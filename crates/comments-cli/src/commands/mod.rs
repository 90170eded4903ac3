//! CLI commands module
//!
//! This module contains all CLI command implementations.

pub mod check;
pub mod config;
pub mod list;
pub mod moderate;
pub mod post;

use anyhow::{Context, Result};
use clap::{Parser, Subcommand};
use comments_core::CommentService;
use comments_storage::{DataDir, JsonFileStore};
use std::path::PathBuf;
use std::sync::Arc;

/// comments - threaded comment retrieval and moderation
#[derive(Debug, Parser)]
#[command(name = "comments")]
#[command(version, about, long_about = None)]
#[command(propagate_version = true)]
pub struct Cli {
    /// Enable verbose output
    #[arg(short, long, global = true, action = clap::ArgAction::Count)]
    pub verbose: u8,

    /// Data directory (collections, config document, comments.toml)
    #[arg(short, long, global = true, env = "COMMENTS_DATA_DIR")]
    pub data_dir: Option<PathBuf>,

    /// Disable colored output
    #[arg(long, global = true)]
    pub no_color: bool,

    #[command(subcommand)]
    pub command: Commands,
}

/// Available commands
#[derive(Debug, Subcommand)]
pub enum Commands {
    /// List comments as a flat, annotated page
    List(list::ListArgs),

    /// Show comments as reply trees
    Tree(list::TreeArgs),

    /// Show a single comment
    Show(moderate::ShowArgs),

    /// Block a comment or its whole thread
    Block(moderate::BlockArgs),

    /// Unblock a comment or its whole thread
    Unblock(moderate::BlockArgs),

    /// Set a field on every reply below a comment
    Cascade(moderate::CascadeArgs),

    /// Run the profanity check on some text
    Check(check::CheckArgs),

    /// Validate a relation token against the enabled collections
    Validate(check::ValidateArgs),

    /// Submit a new comment
    Post(post::PostArgs),

    /// Inspect configuration
    #[command(subcommand)]
    Config(config::ConfigCommand),
}

/// Opened data directory
pub struct Workspace {
    pub data: DataDir,
    pub store: Arc<JsonFileStore>,
    pub service: CommentService,
}

impl Workspace {
    /// Open the data directory and wire the service over it
    pub fn open(data_dir: Option<PathBuf>) -> Result<Self> {
        let data = data_dir
            .map(DataDir::new)
            .unwrap_or_else(DataDir::default_location);
        let store = Arc::new(
            data.record_store()
                .with_context(|| format!("Failed to open data directory {:?}", data.root()))?,
        );
        let resolver = data.resolver().context("Failed to load configuration")?;
        let service = CommentService::new(store.clone(), resolver);
        Ok(Self {
            data,
            store,
            service,
        })
    }
}

/// Run the CLI application
pub async fn run() -> Result<()> {
    let cli = Cli::parse();

    // Set up logging based on verbosity
    setup_logging(cli.verbose);

    // Handle color output
    if cli.no_color {
        colored::control::set_override(false);
    }

    let workspace = Workspace::open(cli.data_dir)?;

    // Dispatch to command handler
    match cli.command {
        Commands::List(args) => list::execute_list(&workspace, args).await,
        Commands::Tree(args) => list::execute_tree(&workspace, args).await,
        Commands::Show(args) => moderate::show(&workspace, args).await,
        Commands::Block(args) => moderate::set_blocked(&workspace, args, true).await,
        Commands::Unblock(args) => moderate::set_blocked(&workspace, args, false).await,
        Commands::Cascade(args) => moderate::cascade(&workspace, args).await,
        Commands::Check(args) => check::check(&workspace, args).await,
        Commands::Validate(args) => check::validate(&workspace, args).await,
        Commands::Post(args) => post::execute(&workspace, args).await,
        Commands::Config(cmd) => config::execute(&workspace, cmd).await,
    }
}

fn setup_logging(verbosity: u8) {
    use tracing_subscriber::EnvFilter;

    let filter = match verbosity {
        0 => EnvFilter::new("warn"),
        1 => EnvFilter::new("info"),
        2 => EnvFilter::new("debug"),
        _ => EnvFilter::new("trace"),
    };

    tracing_subscriber::fmt()
        .with_env_filter(filter)
        .with_target(false)
        .with_writer(std::io::stderr)
        .init();
}
//! Externally visible comment shape
//!
//! Stored records carry author internals (linked user, anonymous author
//! columns) and populated parents. The sanitizer folds those into a single
//! `author` view, normalizes `threadOf` to an id and drops whatever the
//! configuration marks as hidden.

use super::model::{ApprovalStatus, Author, Comment, Related, Report};
use super::thread::ThreadSummary;
use crate::types::{Extensions, RecordId};
use chrono::{DateTime, Utc};
use serde::Serialize;
use serde_json::Value;

/// Record fields never exposed, whatever the configuration says
pub const INTERNAL_FIELDS: &[&str] = &["createdBy", "updatedBy", "password", "resetPasswordToken"];

/// Author as seen by callers
#[derive(Debug, Clone, Default, PartialEq, Serialize)]
pub struct AuthorView {
    #[serde(skip_serializing_if = "Option::is_none")]
    pub id: Option<RecordId>,
    #[serde(skip_serializing_if = "Option::is_none")]
    pub name: Option<String>,
    #[serde(skip_serializing_if = "Option::is_none")]
    pub email: Option<String>,
    #[serde(skip_serializing_if = "Option::is_none")]
    pub avatar: Option<Value>,
}

impl AuthorView {
    fn from_author(author: Author) -> Self {
        match author {
            Author::Registered(user) => Self {
                id: Some(user.id),
                name: user.username,
                email: user.email,
                avatar: user.avatar,
            },
            Author::Anonymous {
                id,
                name,
                email,
                avatar,
            } => Self {
                id,
                name,
                email,
                avatar: avatar.map(Value::String),
            },
        }
    }

    /// Clear one field by its external name; unknown names are ignored
    fn hide(&mut self, prop: &str) {
        match prop {
            "id" => self.id = None,
            "name" | "username" => self.name = None,
            "email" => self.email = None,
            "avatar" => self.avatar = None,
            _ => {}
        }
    }
}

/// Sanitized comment
#[derive(Debug, Clone, PartialEq, Serialize)]
#[serde(rename_all = "camelCase")]
pub struct CommentView {
    pub id: RecordId,
    pub content: String,
    #[serde(skip_serializing_if = "Option::is_none")]
    pub related: Option<Related>,
    pub thread_of: Option<RecordId>,
    pub blocked: bool,
    pub blocked_thread: bool,
    #[serde(skip_serializing_if = "Option::is_none")]
    pub block_reason: Option<String>,
    #[serde(skip_serializing_if = "Option::is_none")]
    pub approval_status: Option<ApprovalStatus>,
    pub reports: Vec<Report>,
    #[serde(skip_serializing_if = "Option::is_none")]
    pub author: Option<AuthorView>,
    #[serde(skip_serializing_if = "Option::is_none")]
    pub created_at: Option<DateTime<Utc>>,
    #[serde(skip_serializing_if = "Option::is_none")]
    pub updated_at: Option<DateTime<Utc>>,
    /// Thread annotation, present on flat listings
    #[serde(flatten)]
    pub thread: Option<ThreadSummary>,
    #[serde(flatten)]
    pub extensions: Extensions,
}

impl CommentView {
    /// Attach a thread annotation
    pub fn with_thread(mut self, thread: ThreadSummary) -> Self {
        self.thread = Some(thread);
        self
    }
}

/// Strip internal-only fields and normalize `threadOf`.
///
/// `blocked_props` names author fields or extra record fields to hide.
pub fn sanitize(comment: Comment, blocked_props: &[String]) -> CommentView {
    let author = comment.author().map(|author| {
        let mut view = AuthorView::from_author(author);
        for prop in blocked_props {
            view.hide(prop);
        }
        view
    });
    let thread_of = comment.thread_of_id();

    let mut extensions = comment.extensions;
    for field in INTERNAL_FIELDS {
        extensions.remove(field);
    }
    for prop in blocked_props {
        extensions.remove(prop);
    }

    CommentView {
        id: comment.id,
        content: comment.content,
        related: comment.related,
        thread_of,
        blocked: comment.blocked,
        blocked_thread: comment.blocked_thread,
        block_reason: comment.block_reason,
        approval_status: comment.approval_status,
        reports: comment.reports,
        author,
        created_at: comment.created_at,
        updated_at: comment.updated_at,
        thread: None,
        extensions,
    }
}

/// Drop already resolved reports from the visible collection
pub fn filter_resolved_reports(mut view: CommentView) -> CommentView {
    view.reports.retain(|report| !report.resolved);
    view
}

______________________________

To do: Above are the records; please copy exactly their first line and each line after it through the line containing "pub mod post;", and no line after that.

Problem solution:
filename crates/comments-cli/src/commands/mod.rs
repository 90170eded4903ac3
//! CLI commands module
//!
//! This module contains all CLI command implementations.

pub mod check;
pub mod config;
pub mod list;
pub mod moderate;
pub mod post;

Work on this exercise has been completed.